With the spread of the coronavirus (COVID-19), education systems are facing a new crisis worldwide. More than 180 countries (as of April 22) are mandating some form of school closures, impacting at least 1.7 billion students. Extended closures may cause not only learning losses in the short term, but also losses in human capital and diminished economic opportunities over the long term.
Like many countries, Uzbekistan had to shut down all schools to prevent the spread of the virus. The decision was taken on March 15, the same day the first COVID-19 case was reported in the country. Two days later, the Ministry of Public Education announced the government’s unprecedented plan to roll out remote learning for its 6.1 million school students during the lockdown.
When it comes to learning challenges during school closures, equity is the most critical issue where there is limited capacity. It is wrong to assume that all students will have equal access to distance learning resources and opportunities when schools are shut down. In fact, this type of crisis disproportionately hits the most vulnerable, many of whom live in remote areas and do not have access to electronic devices or the internet.

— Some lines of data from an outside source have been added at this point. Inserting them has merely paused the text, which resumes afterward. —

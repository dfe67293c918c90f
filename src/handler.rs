//! Per-category overlay handler
//!
//! One handler exists per overlay category; the host asks each of them
//! about every path it draws and renders the overlay of the handler that
//! answers affirmatively. Handlers are shared between the host and the
//! factory as `Arc<OverlayHandler>`: acquiring a reference is a clone,
//! releasing is a drop, and the instance is destroyed exactly once when the
//! last owner lets go.

use std::path::{Path, PathBuf};
use std::sync::Arc;

use crate::category::OverlayCategory;
use crate::channel::StatusChannelClient;
use crate::error::{OverlayError, Result};
use crate::resolver::{resolve, Membership, StatusSource};

/// Stable identifier the host uses to locate the overlay icon image:
/// the hosting module plus an index into its icon table.
#[derive(Debug, Clone, PartialEq, Eq)]
pub struct IconDescriptor {
    pub module_path: PathBuf,
    pub icon_index: i32,
}

/// Host-visible overlay handler, permanently bound to one category.
pub struct OverlayHandler {
    category: OverlayCategory,
    source: Option<Arc<dyn StatusSource + Send + Sync>>,
}

impl OverlayHandler {
    /// Create a handler that queries the process-wide channel client.
    ///
    /// The client itself is not touched here; it comes into existence on
    /// the first membership query.
    pub(crate) fn new(category: OverlayCategory) -> Self {
        Self {
            category,
            source: None,
        }
    }

    /// Create a handler over an explicit status source.
    ///
    /// Used by the CLI (custom endpoint) and by tests.
    pub fn with_source(
        category: OverlayCategory,
        source: Arc<dyn StatusSource + Send + Sync>,
    ) -> Self {
        Self {
            category,
            source: Some(source),
        }
    }

    /// The category this handler is bound to
    pub fn category(&self) -> OverlayCategory {
        self.category
    }

    /// Numeric display precedence, 0 = highest. Pure and infallible.
    pub fn priority(&self) -> i32 {
        self.category.priority()
    }

    /// Whether this handler's overlay applies to `path`.
    ///
    /// Never fails: malformed paths and every channel problem resolve to
    /// [`Membership::NotApplicable`], which the host renders as "no
    /// overlay".
    pub fn is_member_of(&self, path: &Path) -> Membership {
        let Some(path) = path.to_str() else {
            return Membership::NotApplicable;
        };

        match &self.source {
            Some(source) => resolve(path, self.category, source.as_ref()),
            None => resolve(path, self.category, StatusChannelClient::global()),
        }
    }

    /// Locate the overlay icon for this handler's category.
    ///
    /// Unlike the query path this is allowed to fail loudly: not being able
    /// to name our own module means the component is installed incorrectly,
    /// and the host needs to hear about that.
    pub fn overlay_info(&self, max_path_len: usize) -> Result<IconDescriptor> {
        let module_path = std::env::current_exe().map_err(|e| OverlayError::ModulePath {
            reason: e.to_string(),
        })?;

        if module_path.as_os_str().len() > max_path_len {
            return Err(OverlayError::ModulePath {
                reason: format!(
                    "module path exceeds {} characters: {}",
                    max_path_len,
                    module_path.display()
                ),
            });
        }

        Ok(IconDescriptor {
            module_path,
            icon_index: self.category.icon_index(),
        })
    }
}

impl std::fmt::Debug for OverlayHandler {
    fn fmt(&self, f: &mut std::fmt::Formatter<'_>) -> std::fmt::Result {
        f.debug_struct("OverlayHandler")
            .field("category", &self.category)
            .finish()
    }
}
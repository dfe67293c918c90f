//! Factory dispatch must be resolvable without ever touching the channel
//! client: probing for unrelated class ids carries zero cost and must not
//! trigger the lazy singleton.
//!
//! Lives in its own test binary because the singleton is process-wide.

use uuid::Uuid;

use sync_overlays::{create_handler, OverlayError, StatusChannelClient, CLASS_ID_WARNING};

#[test]
fn dispatch_never_initializes_the_channel_client() {
    assert!(!StatusChannelClient::is_initialized());

    let bogus = Uuid::from_u128(0x0123_4567_89ab_cdef_0123_4567_89ab_cdef);
    match create_handler(bogus) {
        Err(OverlayError::ClassNotAvailable { class_id }) => assert_eq!(class_id, bogus),
        other => panic!(
            "Expected ClassNotAvailable, got {:?}",
            other.map(|h| h.category())
        ),
    }
    assert!(!StatusChannelClient::is_initialized());

    // Successful dispatch constructs the handler, still not the client.
    let handler = create_handler(CLASS_ID_WARNING).unwrap();
    assert_eq!(handler.priority(), 2);
    assert!(!StatusChannelClient::is_initialized());
}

Connectivity is an issue in Uzbekistan, as around one-third of the population still do not have Internet access and nearly 50 percent live in rural areas (World Bank 2018). The country ranks 133rd in the world for mobile internet speed and 95th for fixed broadband, as of March 2020. Therefore, the Ministry of Public Education (Ministry) acknowledges that online learning might not be equitable for all students in the country. But with 100 percent having digital television coverage, deploying broadcast TV is the only viable option for mass delivery of remote learning.
The Ministry’s response has been timely, though there is more to be done. In a matter of days, it made available over 350 video lessons to go live on national TV channels, beginning March 30. These lessons are available in both Uzbek and Russian, with sign language interpretation. At the same time, they are being posted on the Ministry’s social media platforms, including video-sharing ones such as YouTube and Mover.uz, as well as on kundalik.com, a learning management platform.

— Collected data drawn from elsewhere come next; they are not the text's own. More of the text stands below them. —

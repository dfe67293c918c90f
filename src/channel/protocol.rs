//! Status channel protocol message types
//!
//! Defines the JSON message format exchanged with the background sync
//! daemon. Both queries are simple request/response, idempotent, and
//! side-effect-free on the daemon side; the daemon may additionally push
//! `watch_set_changed` events at any time.

use serde::{Deserialize, Serialize};

use crate::category::OverlayCategory;

/// Query method: fetch the current watched-directory list
pub const METHOD_LIST_WATCHED_DIRECTORIES: &str = "list_watched_directories";

/// Query method: fetch the sync state of a single path
pub const METHOD_GET_PATH_STATE: &str = "get_path_state";

/// Event pushed by the daemon whenever the watch set changes
pub const EVENT_WATCH_SET_CHANGED: &str = "watch_set_changed";

/// Client-to-daemon message
#[derive(Debug, Clone, Serialize, Deserialize)]
#[serde(tag = "type", rename_all = "snake_case")]
pub enum ClientMessage {
    /// Query the daemon
    Query {
        id: u64,
        method: String,
        #[serde(default)]
        params: serde_json::Value,
    },
    /// Ping to check connection
    Ping,
}

/// Daemon-to-client message
#[derive(Debug, Clone, Serialize, Deserialize)]
#[serde(tag = "type", rename_all = "snake_case")]
pub enum ServerMessage {
    /// Query response
    Response {
        id: u64,
        result: serde_json::Value,
    },
    /// Error response
    Error {
        id: Option<u64>,
        code: String,
        message: String,
    },
    /// Unsolicited event notification
    Event {
        name: String,
        payload: serde_json::Value,
    },
    /// Pong response
    Pong,
}

/// Parameters for [`METHOD_GET_PATH_STATE`]
#[derive(Debug, Clone, Serialize, Deserialize)]
pub struct PathStateParams {
    pub path: String,
}

/// Result of [`METHOD_GET_PATH_STATE`]
///
/// `state` is `None` when the daemon does not track the path.
#[derive(Debug, Clone, Serialize, Deserialize)]
pub struct PathStateResult {
    pub state: Option<OverlayCategory>,
}

/// Result of [`METHOD_LIST_WATCHED_DIRECTORIES`] and payload of
/// [`EVENT_WATCH_SET_CHANGED`]
#[derive(Debug, Clone, Serialize, Deserialize)]
pub struct WatchedDirectoriesResult {
    pub directories: Vec<String>,
}

#[cfg(test)]
mod tests {
    use super::*;

    #[test]
    fn test_query_message_roundtrip() {
        let msg = ClientMessage::Query {
            id: 7,
            method: METHOD_GET_PATH_STATE.to_string(),
            params: serde_json::to_value(PathStateParams {
                path: "/sync/doc.txt".to_string(),
            })
            .unwrap(),
        };
        let json = serde_json::to_string(&msg).unwrap();
        assert!(json.contains("\"type\":\"query\""));
        assert!(json.contains("get_path_state"));

        let parsed: ClientMessage = serde_json::from_str(&json).unwrap();
        match parsed {
            ClientMessage::Query { id, method, params } => {
                assert_eq!(id, 7);
                assert_eq!(method, METHOD_GET_PATH_STATE);
                let params: PathStateParams = serde_json::from_value(params).unwrap();
                assert_eq!(params.path, "/sync/doc.txt");
            }
            _ => panic!("Expected Query message"),
        }
    }

    #[test]
    fn test_response_message_parse() {
        let json = r#"{"type":"response","id":3,"result":{"state":"sync"}}"#;
        let msg: ServerMessage = serde_json::from_str(json).unwrap();
        match msg {
            ServerMessage::Response { id, result } => {
                assert_eq!(id, 3);
                let result: PathStateResult = serde_json::from_value(result).unwrap();
                assert_eq!(result.state, Some(OverlayCategory::Sync));
            }
            _ => panic!("Expected Response message"),
        }
    }

    #[test]
    fn test_null_state_parses_to_none() {
        let json = r#"{"type":"response","id":1,"result":{"state":null}}"#;
        let msg: ServerMessage = serde_json::from_str(json).unwrap();
        match msg {
            ServerMessage::Response { result, .. } => {
                let result: PathStateResult = serde_json::from_value(result).unwrap();
                assert_eq!(result.state, None);
            }
            _ => panic!("Expected Response message"),
        }
    }

    #[test]
    fn test_watch_set_event_parse() {
        let json = r#"{"type":"event","name":"watch_set_changed","payload":{"directories":["/sync"]}}"#;
        let msg: ServerMessage = serde_json::from_str(json).unwrap();
        match msg {
            ServerMessage::Event { name, payload } => {
                assert_eq!(name, EVENT_WATCH_SET_CHANGED);
                let payload: WatchedDirectoriesResult = serde_json::from_value(payload).unwrap();
                assert_eq!(payload.directories, vec!["/sync".to_string()]);
            }
            _ => panic!("Expected Event message"),
        }
    }
}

To supplement learning, the Ministry’s website provides a list of its in-house platforms, including Talim.uz, Edu Market, Eduportal, and Kitob.uz. Courtesy of all Internet service providers and GSM mobile network operators, free data access has been granted to the Ministry’s in-house electronic resources making them accessible for all school students and their parents.
To aid teachers and parents during the first week of the lockdown, the Ministry quickly developed user-friendly recommendations for grades 1-11 and posted them online. Since the closures, it has held frequent briefings to provide updates on the government’s response and to address parents’ and students’ concerns.

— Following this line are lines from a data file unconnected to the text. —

//! Channel endpoint and timeout configuration
//!
//! Defaults target the daemon's loopback endpoint. Environment variables
//! override the defaults; CLI arguments (clap `env` feature) override both.
//!
//! # Environment Variables
//!
//! ```bash
//! SYNC_OVERLAYS_HOST=127.0.0.1
//! SYNC_OVERLAYS_PORT=3782
//! SYNC_OVERLAYS_TIMEOUT_MS=250
//! ```

use std::time::Duration;

/// Default daemon port
pub const DEFAULT_PORT: u16 = 3782;

/// Default daemon host
pub const DEFAULT_HOST: &str = "127.0.0.1";

/// Default bound on a single IPC round trip
pub const DEFAULT_REQUEST_TIMEOUT: Duration = Duration::from_millis(250);

/// Default bound on connection establishment
pub const DEFAULT_CONNECT_TIMEOUT: Duration = Duration::from_millis(500);

/// Configuration for the status channel connection
#[derive(Debug, Clone, PartialEq, Eq)]
pub struct ChannelConfig {
    /// Daemon host (loopback in practice)
    pub host: String,
    /// Daemon port
    pub port: u16,
    /// Upper bound on a single request/response round trip
    pub request_timeout: Duration,
    /// Upper bound on connection establishment
    pub connect_timeout: Duration,
}

impl Default for ChannelConfig {
    fn default() -> Self {
        Self {
            host: DEFAULT_HOST.to_string(),
            port: DEFAULT_PORT,
            request_timeout: DEFAULT_REQUEST_TIMEOUT,
            connect_timeout: DEFAULT_CONNECT_TIMEOUT,
        }
    }
}

impl ChannelConfig {
    /// Defaults with environment variable overrides applied.
    ///
    /// Unparseable values fall back to the default rather than failing:
    /// configuration problems must not take the overlay system down.
    pub fn from_env() -> Self {
        let mut config = Self::default();

        if let Ok(host) = std::env::var("SYNC_OVERLAYS_HOST") {
            if !host.is_empty() {
                config.host = host;
            }
        }
        if let Ok(port) = std::env::var("SYNC_OVERLAYS_PORT") {
            if let Ok(port) = port.parse() {
                config.port = port;
            }
        }
        if let Ok(ms) = std::env::var("SYNC_OVERLAYS_TIMEOUT_MS") {
            if let Ok(ms) = ms.parse() {
                config.request_timeout = Duration::from_millis(ms);
            }
        }

        config
    }

    /// WebSocket URL for the daemon endpoint
    pub fn url(&self) -> String {
        format!("ws://{}:{}", self.host, self.port)
    }

    /// Copy with a different port (ephemeral ports in tests)
    pub fn with_port(mut self, port: u16) -> Self {
        self.port = port;
        self
    }
}

#[cfg(test)]
mod tests {
    use super::*;

    #[test]
    fn test_default_url() {
        let config = ChannelConfig::default();
        assert_eq!(config.url(), "ws://127.0.0.1:3782");
    }

    #[test]
    fn test_with_port() {
        let config = ChannelConfig::default().with_port(9999);
        assert_eq!(config.url(), "ws://127.0.0.1:9999");
        assert_eq!(config.host, DEFAULT_HOST);
    }
}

Time is a scarce resource during an emergency response, and the Ministry continues to act quickly. It is preparing on average 100 video classes a day to ensure a smooth transition and, most importantly, provide a sense of continuity as school children cope with anxiety and uncertainty related to the pandemic. On April 21, the Ministry took the decision to continue with remote teaching until the end of the academic year, to help manage students’ expectations during these difficult times.
There is a difference between well-designed online instruction and emergency remote teaching during crises. And the efforts of many countries that are rolling out remote teaching should be treated as such. When crisis is over, the experience will present an opportunity for the Ministry and relevant stakeholders to assess implementation and strengthen remote instruction, should school closures take place again in the future.
The Ministry’s emergency response shows a commitment to timely action that can maintain learning during the pandemic, as well as concern for the additional burden on vulnerable students across Uzbekistan. However, much more remains to be discussed and planned for when schools and universities eventually reopen, and classes can resume.
Key issues to be considered in Uzbekistan and other countries that are implementing remote learning:
- Evidence from previous pandemics shows that vulnerable students tend to drop out after crises. Therefore, what measures should be taken to identify students at risk of dropping out of school or university after the pandemic?
- What can be done to help these students remain in school or university? Could there be remedial programs? Should financial incentives (e.g., stipends or scholarships) be considered? What would be the role of teachers and administrators in this?
- What approaches should be taken to accelerate learning when classes resume?
- Would there be an assessment to measure how much learning took place during the closures?
And what measures should be taken to address learning challenges if intermittent closures of schools must take place to mitigate the risk of additional waves of the pandemic?